Information shown Block Start

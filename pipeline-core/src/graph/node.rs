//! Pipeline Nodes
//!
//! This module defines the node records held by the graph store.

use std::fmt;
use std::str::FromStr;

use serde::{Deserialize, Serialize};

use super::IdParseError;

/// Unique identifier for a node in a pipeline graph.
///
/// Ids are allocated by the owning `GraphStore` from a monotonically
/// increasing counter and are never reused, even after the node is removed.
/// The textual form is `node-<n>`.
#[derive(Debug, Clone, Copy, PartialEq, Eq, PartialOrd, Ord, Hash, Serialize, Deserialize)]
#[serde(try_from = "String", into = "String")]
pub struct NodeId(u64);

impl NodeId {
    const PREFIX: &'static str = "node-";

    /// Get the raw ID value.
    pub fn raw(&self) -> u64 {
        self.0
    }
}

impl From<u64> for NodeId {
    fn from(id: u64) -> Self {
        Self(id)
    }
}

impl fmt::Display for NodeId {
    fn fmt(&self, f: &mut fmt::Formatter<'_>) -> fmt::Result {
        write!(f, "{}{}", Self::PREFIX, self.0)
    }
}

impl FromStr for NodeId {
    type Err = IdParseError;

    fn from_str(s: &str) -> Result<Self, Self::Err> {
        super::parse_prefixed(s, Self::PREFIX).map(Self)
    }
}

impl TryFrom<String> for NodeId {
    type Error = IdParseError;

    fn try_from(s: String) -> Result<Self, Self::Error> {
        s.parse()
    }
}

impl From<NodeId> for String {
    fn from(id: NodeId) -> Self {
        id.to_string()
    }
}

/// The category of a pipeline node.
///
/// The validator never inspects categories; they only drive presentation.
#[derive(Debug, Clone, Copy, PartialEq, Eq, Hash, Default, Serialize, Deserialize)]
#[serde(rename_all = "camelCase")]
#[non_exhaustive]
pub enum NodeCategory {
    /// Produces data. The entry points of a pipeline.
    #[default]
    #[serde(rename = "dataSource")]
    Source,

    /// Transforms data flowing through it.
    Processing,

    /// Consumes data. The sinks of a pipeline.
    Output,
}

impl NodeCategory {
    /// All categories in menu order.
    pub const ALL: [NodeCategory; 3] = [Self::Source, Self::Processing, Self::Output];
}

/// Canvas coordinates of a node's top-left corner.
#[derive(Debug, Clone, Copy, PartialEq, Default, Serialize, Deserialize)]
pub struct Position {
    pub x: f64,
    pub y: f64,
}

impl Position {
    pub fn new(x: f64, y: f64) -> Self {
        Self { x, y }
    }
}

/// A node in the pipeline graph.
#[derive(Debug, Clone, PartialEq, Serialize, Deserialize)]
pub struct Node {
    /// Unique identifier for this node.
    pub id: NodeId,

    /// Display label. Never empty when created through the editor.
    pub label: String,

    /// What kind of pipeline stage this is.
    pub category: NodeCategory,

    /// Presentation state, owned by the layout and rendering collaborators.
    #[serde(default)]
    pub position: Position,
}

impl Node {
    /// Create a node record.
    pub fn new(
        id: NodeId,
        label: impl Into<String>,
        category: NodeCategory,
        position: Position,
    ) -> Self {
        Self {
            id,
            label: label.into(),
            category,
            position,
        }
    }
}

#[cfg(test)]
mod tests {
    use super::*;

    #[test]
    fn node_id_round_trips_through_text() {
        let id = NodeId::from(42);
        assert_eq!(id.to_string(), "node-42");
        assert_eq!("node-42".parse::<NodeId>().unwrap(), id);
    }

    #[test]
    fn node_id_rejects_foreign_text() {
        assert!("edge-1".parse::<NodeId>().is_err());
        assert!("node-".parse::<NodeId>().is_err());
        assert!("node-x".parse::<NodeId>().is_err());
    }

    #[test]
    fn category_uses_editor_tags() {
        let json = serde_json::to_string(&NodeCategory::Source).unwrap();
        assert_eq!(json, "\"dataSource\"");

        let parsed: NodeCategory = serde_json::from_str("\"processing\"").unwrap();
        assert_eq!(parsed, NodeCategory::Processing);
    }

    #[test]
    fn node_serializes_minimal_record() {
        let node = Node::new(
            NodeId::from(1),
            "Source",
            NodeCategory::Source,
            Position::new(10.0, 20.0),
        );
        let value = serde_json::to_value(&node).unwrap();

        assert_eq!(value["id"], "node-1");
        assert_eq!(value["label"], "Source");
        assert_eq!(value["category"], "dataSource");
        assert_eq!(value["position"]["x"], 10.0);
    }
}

Information shown Block End
Information shown Block Start

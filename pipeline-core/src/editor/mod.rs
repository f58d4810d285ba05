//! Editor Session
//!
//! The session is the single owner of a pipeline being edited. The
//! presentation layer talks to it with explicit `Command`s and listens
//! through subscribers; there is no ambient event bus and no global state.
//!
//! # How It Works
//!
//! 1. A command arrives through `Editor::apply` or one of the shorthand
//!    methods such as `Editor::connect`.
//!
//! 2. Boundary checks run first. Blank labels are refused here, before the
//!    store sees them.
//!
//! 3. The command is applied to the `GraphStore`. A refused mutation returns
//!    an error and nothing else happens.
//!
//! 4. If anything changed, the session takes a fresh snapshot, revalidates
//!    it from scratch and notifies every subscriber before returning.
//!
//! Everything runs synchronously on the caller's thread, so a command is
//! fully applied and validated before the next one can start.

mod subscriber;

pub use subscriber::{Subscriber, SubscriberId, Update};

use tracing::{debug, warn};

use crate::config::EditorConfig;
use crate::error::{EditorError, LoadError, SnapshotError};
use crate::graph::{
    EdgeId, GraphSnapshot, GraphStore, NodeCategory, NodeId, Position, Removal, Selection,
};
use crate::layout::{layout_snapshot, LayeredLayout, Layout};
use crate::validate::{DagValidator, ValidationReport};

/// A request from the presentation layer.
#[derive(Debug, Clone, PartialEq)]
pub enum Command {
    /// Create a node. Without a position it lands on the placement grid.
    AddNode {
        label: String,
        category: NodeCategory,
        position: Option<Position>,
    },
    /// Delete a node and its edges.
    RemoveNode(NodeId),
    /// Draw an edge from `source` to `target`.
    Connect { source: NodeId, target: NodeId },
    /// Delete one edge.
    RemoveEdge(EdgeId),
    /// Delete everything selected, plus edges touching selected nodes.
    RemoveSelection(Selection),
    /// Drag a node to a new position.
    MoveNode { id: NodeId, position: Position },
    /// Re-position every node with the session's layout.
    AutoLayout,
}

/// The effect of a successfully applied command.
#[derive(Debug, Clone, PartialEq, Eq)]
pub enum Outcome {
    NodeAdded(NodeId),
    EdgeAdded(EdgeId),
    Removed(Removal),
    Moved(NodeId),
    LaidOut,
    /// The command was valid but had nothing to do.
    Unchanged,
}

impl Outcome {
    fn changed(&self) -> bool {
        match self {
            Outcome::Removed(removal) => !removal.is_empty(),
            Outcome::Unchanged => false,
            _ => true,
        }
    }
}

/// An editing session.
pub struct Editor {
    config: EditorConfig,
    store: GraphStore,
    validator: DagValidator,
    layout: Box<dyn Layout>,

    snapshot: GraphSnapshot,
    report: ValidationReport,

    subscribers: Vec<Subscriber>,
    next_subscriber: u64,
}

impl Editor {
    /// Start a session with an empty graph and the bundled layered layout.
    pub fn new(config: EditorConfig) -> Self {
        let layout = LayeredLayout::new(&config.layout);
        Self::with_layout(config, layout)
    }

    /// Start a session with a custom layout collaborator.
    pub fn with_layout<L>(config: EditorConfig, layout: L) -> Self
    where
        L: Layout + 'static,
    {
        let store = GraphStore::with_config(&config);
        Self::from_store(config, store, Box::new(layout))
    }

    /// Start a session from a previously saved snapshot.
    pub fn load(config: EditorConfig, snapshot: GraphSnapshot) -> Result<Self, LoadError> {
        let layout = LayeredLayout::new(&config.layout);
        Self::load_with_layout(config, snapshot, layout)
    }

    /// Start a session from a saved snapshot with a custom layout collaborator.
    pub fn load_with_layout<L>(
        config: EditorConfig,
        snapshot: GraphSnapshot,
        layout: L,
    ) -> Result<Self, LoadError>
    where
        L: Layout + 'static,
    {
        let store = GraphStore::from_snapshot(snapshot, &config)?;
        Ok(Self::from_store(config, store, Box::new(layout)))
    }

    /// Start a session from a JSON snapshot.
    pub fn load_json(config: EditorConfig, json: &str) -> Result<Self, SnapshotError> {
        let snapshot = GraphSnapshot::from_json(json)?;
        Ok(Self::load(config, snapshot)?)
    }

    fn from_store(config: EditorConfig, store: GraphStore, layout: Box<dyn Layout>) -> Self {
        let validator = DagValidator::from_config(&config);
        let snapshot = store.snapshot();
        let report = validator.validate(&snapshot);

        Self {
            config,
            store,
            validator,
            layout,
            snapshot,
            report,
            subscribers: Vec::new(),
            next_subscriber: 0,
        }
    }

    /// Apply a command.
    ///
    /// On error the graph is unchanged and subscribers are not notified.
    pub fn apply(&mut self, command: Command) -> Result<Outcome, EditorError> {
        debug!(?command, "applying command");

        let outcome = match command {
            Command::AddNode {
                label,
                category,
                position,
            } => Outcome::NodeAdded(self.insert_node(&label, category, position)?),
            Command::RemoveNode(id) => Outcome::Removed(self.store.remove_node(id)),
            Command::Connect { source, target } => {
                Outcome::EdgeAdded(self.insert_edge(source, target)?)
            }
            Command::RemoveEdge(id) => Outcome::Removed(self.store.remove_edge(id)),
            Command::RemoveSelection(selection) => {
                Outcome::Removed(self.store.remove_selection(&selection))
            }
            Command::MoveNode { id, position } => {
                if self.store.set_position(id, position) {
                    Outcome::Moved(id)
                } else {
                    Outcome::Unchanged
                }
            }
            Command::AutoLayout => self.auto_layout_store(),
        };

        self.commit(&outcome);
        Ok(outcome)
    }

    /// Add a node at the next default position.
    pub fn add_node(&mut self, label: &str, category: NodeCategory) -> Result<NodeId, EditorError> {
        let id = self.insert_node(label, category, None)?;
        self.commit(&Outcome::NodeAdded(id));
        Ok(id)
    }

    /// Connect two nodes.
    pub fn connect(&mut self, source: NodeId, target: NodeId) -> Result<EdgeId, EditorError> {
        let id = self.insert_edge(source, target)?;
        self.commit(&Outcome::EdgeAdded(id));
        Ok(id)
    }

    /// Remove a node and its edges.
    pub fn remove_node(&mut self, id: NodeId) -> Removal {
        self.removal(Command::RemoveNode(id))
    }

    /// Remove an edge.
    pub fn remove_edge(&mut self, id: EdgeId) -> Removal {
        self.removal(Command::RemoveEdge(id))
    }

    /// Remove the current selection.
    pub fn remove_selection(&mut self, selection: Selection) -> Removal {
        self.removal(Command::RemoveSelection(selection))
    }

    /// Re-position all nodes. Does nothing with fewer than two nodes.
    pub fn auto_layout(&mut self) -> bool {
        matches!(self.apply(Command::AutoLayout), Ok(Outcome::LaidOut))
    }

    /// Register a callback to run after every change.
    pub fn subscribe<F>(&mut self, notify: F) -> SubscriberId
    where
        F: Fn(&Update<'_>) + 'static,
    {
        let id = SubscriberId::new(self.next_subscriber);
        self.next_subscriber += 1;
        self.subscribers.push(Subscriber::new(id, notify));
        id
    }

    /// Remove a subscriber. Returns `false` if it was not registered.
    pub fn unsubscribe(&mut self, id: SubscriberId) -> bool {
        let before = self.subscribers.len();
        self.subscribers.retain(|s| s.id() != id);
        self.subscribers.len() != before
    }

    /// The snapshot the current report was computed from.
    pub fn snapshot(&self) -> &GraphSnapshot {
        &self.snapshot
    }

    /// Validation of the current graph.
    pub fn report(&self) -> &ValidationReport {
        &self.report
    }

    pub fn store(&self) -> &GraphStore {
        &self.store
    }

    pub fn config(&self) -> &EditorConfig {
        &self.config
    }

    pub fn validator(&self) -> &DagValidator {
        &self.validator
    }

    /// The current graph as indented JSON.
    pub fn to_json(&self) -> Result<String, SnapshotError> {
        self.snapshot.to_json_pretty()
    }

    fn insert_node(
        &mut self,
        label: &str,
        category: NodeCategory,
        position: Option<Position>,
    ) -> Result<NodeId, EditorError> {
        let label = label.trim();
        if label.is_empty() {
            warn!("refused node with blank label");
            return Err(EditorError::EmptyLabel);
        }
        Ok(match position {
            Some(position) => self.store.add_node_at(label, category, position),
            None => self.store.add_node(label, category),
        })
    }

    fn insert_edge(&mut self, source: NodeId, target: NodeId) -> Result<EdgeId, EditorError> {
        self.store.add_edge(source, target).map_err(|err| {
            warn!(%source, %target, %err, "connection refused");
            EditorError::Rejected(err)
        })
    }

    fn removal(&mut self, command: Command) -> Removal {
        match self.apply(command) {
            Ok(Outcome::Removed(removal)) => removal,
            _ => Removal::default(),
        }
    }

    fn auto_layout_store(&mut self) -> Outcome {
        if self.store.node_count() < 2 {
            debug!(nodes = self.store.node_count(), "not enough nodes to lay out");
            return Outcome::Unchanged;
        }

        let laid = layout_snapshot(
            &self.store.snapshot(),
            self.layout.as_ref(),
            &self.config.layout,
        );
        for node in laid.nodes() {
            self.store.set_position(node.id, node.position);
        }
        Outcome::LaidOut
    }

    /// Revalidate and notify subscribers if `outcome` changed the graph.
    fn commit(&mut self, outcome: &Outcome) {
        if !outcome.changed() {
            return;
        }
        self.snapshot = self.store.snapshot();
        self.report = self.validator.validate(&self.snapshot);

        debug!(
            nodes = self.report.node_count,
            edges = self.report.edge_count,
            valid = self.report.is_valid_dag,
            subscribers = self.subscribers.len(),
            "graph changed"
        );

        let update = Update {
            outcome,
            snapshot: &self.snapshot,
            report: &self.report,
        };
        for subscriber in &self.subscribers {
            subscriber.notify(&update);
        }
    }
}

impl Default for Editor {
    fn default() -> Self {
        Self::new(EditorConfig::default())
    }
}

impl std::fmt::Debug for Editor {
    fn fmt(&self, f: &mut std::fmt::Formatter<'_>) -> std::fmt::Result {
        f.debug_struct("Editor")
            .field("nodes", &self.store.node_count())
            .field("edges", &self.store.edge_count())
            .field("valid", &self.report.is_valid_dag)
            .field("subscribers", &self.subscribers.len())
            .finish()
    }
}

Information shown Block End

Assignment:
Copy out every line of the data where the word "filename" occurs.

Exercise response:
filename pipeline-core/src/graph/node.rs
filename pipeline-core/src/editor/mod.rs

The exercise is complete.